**Work task:**
When you find the line with "pub fn atlases(&self)" among the records below, reproduce it and each line after it exactly, ending with the line with "let result = self".

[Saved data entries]
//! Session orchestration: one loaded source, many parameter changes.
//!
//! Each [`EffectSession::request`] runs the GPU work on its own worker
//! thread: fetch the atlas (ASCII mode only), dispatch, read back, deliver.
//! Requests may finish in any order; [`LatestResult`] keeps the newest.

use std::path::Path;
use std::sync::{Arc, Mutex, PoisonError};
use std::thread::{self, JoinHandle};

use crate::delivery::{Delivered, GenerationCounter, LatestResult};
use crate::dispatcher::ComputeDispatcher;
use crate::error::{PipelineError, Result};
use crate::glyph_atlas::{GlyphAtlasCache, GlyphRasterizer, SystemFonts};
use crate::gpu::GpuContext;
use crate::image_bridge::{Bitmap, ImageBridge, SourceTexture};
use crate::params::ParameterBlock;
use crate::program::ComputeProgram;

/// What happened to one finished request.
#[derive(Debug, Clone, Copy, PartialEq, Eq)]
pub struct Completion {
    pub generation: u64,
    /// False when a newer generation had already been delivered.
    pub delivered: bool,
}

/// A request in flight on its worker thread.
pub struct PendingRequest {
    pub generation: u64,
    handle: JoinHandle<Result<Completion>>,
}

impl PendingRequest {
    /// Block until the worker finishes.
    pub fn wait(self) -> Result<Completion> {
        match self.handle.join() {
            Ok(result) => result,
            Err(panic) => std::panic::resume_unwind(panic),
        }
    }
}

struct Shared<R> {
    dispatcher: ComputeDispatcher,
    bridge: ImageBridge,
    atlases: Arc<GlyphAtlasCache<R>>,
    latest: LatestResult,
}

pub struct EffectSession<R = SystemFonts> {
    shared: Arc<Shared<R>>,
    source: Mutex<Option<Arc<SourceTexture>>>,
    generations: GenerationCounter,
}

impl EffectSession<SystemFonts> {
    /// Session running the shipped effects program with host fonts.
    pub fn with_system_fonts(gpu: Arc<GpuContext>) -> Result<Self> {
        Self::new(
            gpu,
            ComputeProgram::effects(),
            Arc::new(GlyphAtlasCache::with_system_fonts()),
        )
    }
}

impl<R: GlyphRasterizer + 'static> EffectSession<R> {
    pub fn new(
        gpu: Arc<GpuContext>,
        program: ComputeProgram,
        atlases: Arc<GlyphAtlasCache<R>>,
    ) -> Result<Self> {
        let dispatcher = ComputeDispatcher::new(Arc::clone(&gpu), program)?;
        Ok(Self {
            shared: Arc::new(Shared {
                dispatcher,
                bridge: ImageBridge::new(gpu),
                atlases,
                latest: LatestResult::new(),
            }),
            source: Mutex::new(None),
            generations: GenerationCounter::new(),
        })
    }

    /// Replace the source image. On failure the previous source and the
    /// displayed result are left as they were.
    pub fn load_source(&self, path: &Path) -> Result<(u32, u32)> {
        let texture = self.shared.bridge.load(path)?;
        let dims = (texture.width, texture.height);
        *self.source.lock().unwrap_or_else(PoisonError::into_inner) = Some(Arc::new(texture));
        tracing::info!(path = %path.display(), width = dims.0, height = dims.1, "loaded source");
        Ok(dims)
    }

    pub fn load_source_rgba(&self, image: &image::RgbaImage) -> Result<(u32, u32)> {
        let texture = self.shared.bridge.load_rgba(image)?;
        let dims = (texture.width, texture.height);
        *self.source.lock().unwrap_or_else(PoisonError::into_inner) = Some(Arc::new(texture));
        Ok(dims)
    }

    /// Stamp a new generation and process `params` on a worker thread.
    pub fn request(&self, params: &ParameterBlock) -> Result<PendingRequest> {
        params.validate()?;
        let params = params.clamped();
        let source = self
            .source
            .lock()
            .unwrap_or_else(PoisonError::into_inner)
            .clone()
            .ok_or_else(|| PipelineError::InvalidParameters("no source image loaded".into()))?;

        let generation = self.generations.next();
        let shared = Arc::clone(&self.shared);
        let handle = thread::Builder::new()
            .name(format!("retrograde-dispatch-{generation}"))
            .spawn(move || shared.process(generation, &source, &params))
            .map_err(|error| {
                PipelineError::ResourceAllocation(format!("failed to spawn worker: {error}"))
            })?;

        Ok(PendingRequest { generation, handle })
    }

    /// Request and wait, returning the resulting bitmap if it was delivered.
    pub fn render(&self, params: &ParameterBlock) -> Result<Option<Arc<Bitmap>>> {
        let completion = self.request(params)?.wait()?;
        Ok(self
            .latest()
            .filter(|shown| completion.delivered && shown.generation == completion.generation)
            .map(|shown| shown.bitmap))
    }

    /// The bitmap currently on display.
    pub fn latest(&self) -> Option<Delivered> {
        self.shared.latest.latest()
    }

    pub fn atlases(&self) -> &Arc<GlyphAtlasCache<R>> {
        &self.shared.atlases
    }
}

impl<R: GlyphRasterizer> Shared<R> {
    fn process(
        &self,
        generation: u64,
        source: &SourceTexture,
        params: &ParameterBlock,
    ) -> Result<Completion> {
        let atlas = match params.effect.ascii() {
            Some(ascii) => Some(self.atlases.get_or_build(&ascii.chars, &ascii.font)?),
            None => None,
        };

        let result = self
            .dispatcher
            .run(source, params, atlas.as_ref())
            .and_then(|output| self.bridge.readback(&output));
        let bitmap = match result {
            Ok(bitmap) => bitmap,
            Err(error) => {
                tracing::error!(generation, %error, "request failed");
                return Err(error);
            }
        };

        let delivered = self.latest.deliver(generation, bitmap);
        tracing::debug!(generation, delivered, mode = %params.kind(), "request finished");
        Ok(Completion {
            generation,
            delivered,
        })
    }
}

**The completed task:**
    pub fn atlases(&self) -> &Arc<GlyphAtlasCache<R>> {
        &self.shared.atlases
    }
}

impl<R: GlyphRasterizer> Shared<R> {
    fn process(
        &self,
        generation: u64,
        source: &SourceTexture,
        params: &ParameterBlock,
    ) -> Result<Completion> {
        let atlas = match params.effect.ascii() {
            Some(ascii) => Some(self.atlases.get_or_build(&ascii.chars, &ascii.font)?),
            None => None,
        };

        let result = self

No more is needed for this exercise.